Los Angeles Times wrote: Some may call it a tale of beauty and the beast. But Sam, a 14-year-old pedigreed Chinese crested, and a three-time champ in the World's Ugliest Dog Contest, is the dog of Susie Lockheed's dreams.
Lockheed, 53, enjoys massaging Sam's fleshy, thin, potato-chiplike ears and running her fingers through the small patches of white hair on his head.
She likes kissing Sam's hairless frame, littered with blackheads, brown warts and moles.
Then there's his right eye, left a reddish-purple from cataracts, which stands out from the other, which is a milky white.
"I've never had a dog this much in love with me," Lockheed said. "I really baby Sam, and kiss him a lot. He's a toad [that's] going to turn into a prince."
Sam is one of four hairless dogs that love to groggily lounge on the couch in Lockheed's Santa Barbara home, where she operates a beauty salon.
Lockheed grew up with pets but suffered from allergies that would worsen when she was near furry dogs.

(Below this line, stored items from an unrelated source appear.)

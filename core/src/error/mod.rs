pub mod command;
#[allow(clippy::module_inception)]
pub mod error;
pub mod parse;

pub use command::CommandError;
pub use error::{CliError, StorageError};
pub use parse::{ErrorKind, ParseError, ValidationError};
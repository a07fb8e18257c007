//! Which panel the front end shows next to the student list.

use serde::{Deserialize, Serialize};

#[derive(Debug, Clone, Copy, PartialEq, Eq, Default, Serialize, Deserialize)]
#[serde(rename_all = "snake_case")]
pub enum UiState {
    #[default]
    Details,
    Tasks,
}

impl UiState {
    pub fn as_str(self) -> &'static str {
        match self {
            Self::Details => "details",
            Self::Tasks => "tasks",
        }
    }
}

/// Receives panel switches from the dispatcher.
pub trait UiStateSink {
    fn set_state(&mut self, state: UiState);
}

impl UiStateSink for UiState {
    fn set_state(&mut self, state: UiState) {
        *self = state;
    }
}
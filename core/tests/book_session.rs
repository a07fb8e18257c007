//! Parse, execute and persist a sequence of commands, the way the REPL does.

mod common;

use common::parse;
use tutorbook_core::storage::{load_book, save_book};
use tutorbook_core::{CommandError, StudentBook, UiState};

fn run(book: &mut StudentBook, input: &str) -> Result<String, CommandError> {
    let cmd = parse(input).unwrap_or_else(|e| panic!("{input}: {e}"));
    cmd.execute(book).map(|outcome| outcome.feedback)
}

#[test]
fn tutor_workflow() {
    let dir = tempfile::tempdir().unwrap();
    let path = dir.path().join("book.json");
    let mut book = load_book(&path).unwrap();

    run(&mut book, "add n/Bob Choo p/98765432 a/Blk 30, #06-40 l/S2 NA s/MATH").unwrap();
    run(&mut book, "addtask n/bob choo t/Algebra worksheet d/2099-03-01").unwrap();
    run(&mut book, "addtask n/Bob Choo t/Geometry quiz d/2099-02-01").unwrap();
    assert_eq!(
        run(&mut book, "addtask n/Bob Choo t/Geometry quiz d/2099-02-01"),
        Err(CommandError::DuplicateTask("Bob Choo".into()))
    );
    assert!(matches!(
        run(&mut book, "tag n/Bob Choo s/PHYSICS"),
        Err(CommandError::SubjectNotOffered(_))
    ));
    run(&mut book, "deletetask n/Bob Choo ti/1").unwrap();
    save_book(&path, &book).unwrap();

    let reloaded = load_book(&path).unwrap();
    let bob = &reloaded.students()[0];
    assert_eq!(bob.tasks.len(), 1);
    assert_eq!(bob.tasks[0].description.as_str(), "Algebra worksheet");
    assert_eq!(reloaded, book);
}

#[test]
fn unknown_student_is_reported_by_execution() {
    let mut book = StudentBook::new();
    assert_eq!(
        run(&mut book, "view n/Nobody"),
        Err(CommandError::StudentNotFound("Nobody".into()))
    );
}

#[test]
fn panel_follows_last_routed_command() {
    let mut ui = UiState::Details;
    let _ = tutorbook_core::parse_command("viewtasks", &mut ui);
    let _ = tutorbook_core::parse_command("addtask n/Bob", &mut ui);
    assert_eq!(ui, UiState::Tasks);
    let _ = tutorbook_core::parse_command("list", &mut ui);
    assert_eq!(ui, UiState::Details);
}
use crate::command::AddCommand;
use crate::error::ParseError;
use crate::model::{EmergencyContact, Student};
use crate::parser::syntax::{
    ALL_PREFIXES, PREFIX_ADDRESS, PREFIX_EMERGENCY_CONTACT, PREFIX_LESSON_TIME, PREFIX_LEVEL,
    PREFIX_NAME, PREFIX_NOTE, PREFIX_PHONE, PREFIX_SUBJECT,
};
use crate::parser::tokenizer::tokenize;
use crate::parser::traits::ArgsParser;
use crate::parser::util::{
    parse_address, parse_emergency_contact, parse_lesson_times, parse_level, parse_name,
    parse_note, parse_phone, parse_subjects, reject_extra_prefixes, require_prefixes,
    required_value, verify_no_duplicate_prefixes,
};

pub struct AddCommandParser;

impl ArgsParser for AddCommandParser {
    type Output = AddCommand;

    fn parse(&self, args: &str) -> Result<AddCommand, ParseError> {
        let usage = AddCommand::USAGE;
        let map = tokenize(args, &ALL_PREFIXES);
        reject_extra_prefixes(
            &map,
            &[
                PREFIX_NAME,
                PREFIX_PHONE,
                PREFIX_ADDRESS,
                PREFIX_EMERGENCY_CONTACT,
                PREFIX_NOTE,
                PREFIX_LEVEL,
                PREFIX_SUBJECT,
                PREFIX_LESSON_TIME,
            ],
            usage,
        )?;
        require_prefixes(&map, &[PREFIX_NAME, PREFIX_PHONE, PREFIX_ADDRESS], usage)?;
        verify_no_duplicate_prefixes(
            &map,
            &[
                PREFIX_NAME,
                PREFIX_PHONE,
                PREFIX_ADDRESS,
                PREFIX_EMERGENCY_CONTACT,
                PREFIX_NOTE,
                PREFIX_LEVEL,
            ],
        )?;

        let name = parse_name(required_value(&map, PREFIX_NAME, usage)?)?;
        let phone = parse_phone(required_value(&map, PREFIX_PHONE, usage)?)?;
        let address = parse_address(required_value(&map, PREFIX_ADDRESS, usage)?)?;
        let emergency_contact = match map.value(PREFIX_EMERGENCY_CONTACT) {
            Some(raw) => parse_emergency_contact(raw)?,
            None => EmergencyContact::default(),
        };
        let note = map.value(PREFIX_NOTE).map(parse_note).unwrap_or_default();
        let level = map.value(PREFIX_LEVEL).map(parse_level).transpose()?;
        let subjects = parse_subjects(map.all_values(PREFIX_SUBJECT), level.as_ref())?;
        let lesson_times = parse_lesson_times(map.all_values(PREFIX_LESSON_TIME))?;

        let mut student = Student::new(name, phone, address);
        student.emergency_contact = emergency_contact;
        student.note = note;
        student.level = level;
        student.subjects = subjects;
        student.set_lesson_times(lesson_times);
        Ok(AddCommand { student })
    }
}
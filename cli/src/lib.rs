//! tutorbook command-line front end. Exposed as a library for unit tests.

pub mod check;
pub mod commands;
pub mod repl;
pub mod session;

She said her life changed when a friend gave her TatorTot, a Chinese crested and Chihuahua mix, for her 40th birthday. "I never had a dog I could cuddle with before," she said.
Later, Lockheed would adopt dogs Tinkerbelle and Sam and would buy PixieNoodle, all hairless.
Her friends agree on the "cuteness" factor of the other dogs. Sam is a different story.
Though Lockheed had wanted her other dogs, she had to be persuaded to take in the world's ugliest dog.
He had already been rejected by an adoption agency, which deemed him too homely for any home it knew. Sam's former owner, who was moving to a place where dogs weren't allowed, was desperate, Lockheed said.
"He didn't look so good then, but he's looking worse now," Lockheed said, adding that in recent years Sam has gone blind and suffered illness. "There's something quite noble about Sam. Even though he's unattractive, he expects to be treated like royalty."
A year after Lockheed took in the dog without a home, she suffered a relapse of thyroid cancer, with which she was first diagnosed as a teenager.
After drinking a radioactive iodine treatment, Lockheed had to stay at home for five days. Lockheed was able to keep one dog with her, and she picked Sam. The two enjoyed lounging and watching television. Sam never left her except to visit the side yard through his doggy door. The two have been inseparable ever since. Now Sam cries when Lockheed isn't around.
"He made a grave situation really fun. I think dogs are a gift from God. They don't care if you're having a bad hair day," Lockheed said.
But as the only male dog in the household, Sam was sometimes treated as an outcast by the other dogs, which were jealous of the attention Lockheed lavished on him. He was even blocked from the couch by the females.
Then in 2002, Lockheed saw a Jay Leno show featuring the world's ugliest dog from the Sonoma-Marin Fair, which has held the contest since 1989. She knew Sam would be a natural.
Sam won, and has taken the fair's title every year since, including last month. Lockheed plans to enter Sam in a similar contest in March in Del Mar.
Sometimes having an ugly dog has its pitfalls. Lockheed's friend Rebecca Player said Lockheed was trying to console a guy she was dating by telling him, "You're a very attractive man." He responded, "Why should I listen to you? You tell Sam he's beautiful."
Lockheed spends $1,000 a year on her dogs, buying them bottled water, always keeping the heat at 70 degrees or above, fixing home-cooked meals for them, and letting them sleep with her under the sheets and her goose down blanket.
Lockheed closely watches Sam, who must take a number of pills each day to combat heart problems and kidney disease. To coax him to take his medicine, Lockheed slips it into lean buffalo meat, tasty cheese balls, French toast or flan.
"I think it's amazing how she can care for such a hideous dog," said Lockheed's friend Susie Weller, adding that the dogs "are kind of like her children."
A former actress who once tried to launch her career in Los Angeles, Lockheed says she is now a proud canine stage mom. Her Web site has drawn more than 2 million hits since its creation in July.
She plans to hire an agent for Sam to help him appear in films and commercials, but she's up against time.
"I worry about [Sam's health] terribly," Lockheed said.
"I just feel he's like on borrowed time, and every day is just a blessing. I'm keeping my fingers crossed, not just for luck, but because I love him so much."
HOW DID HE GET THAT NAME?
Some ugly facts about Susie Lockheed and Sam:
- Lockheed met her fiance in February 2004 after he saw a photograph of Lockheed and Sam posted on the Internet. He e-mailed her, asking "What is that?"
- Sam's name is derived from the biblical story of Samson and Delilah. "Samson's strength is in his hair," Lockheed said. "We know how much strength Sam has in his hair," she said jokingly. Sam is a Chinese crested hairless.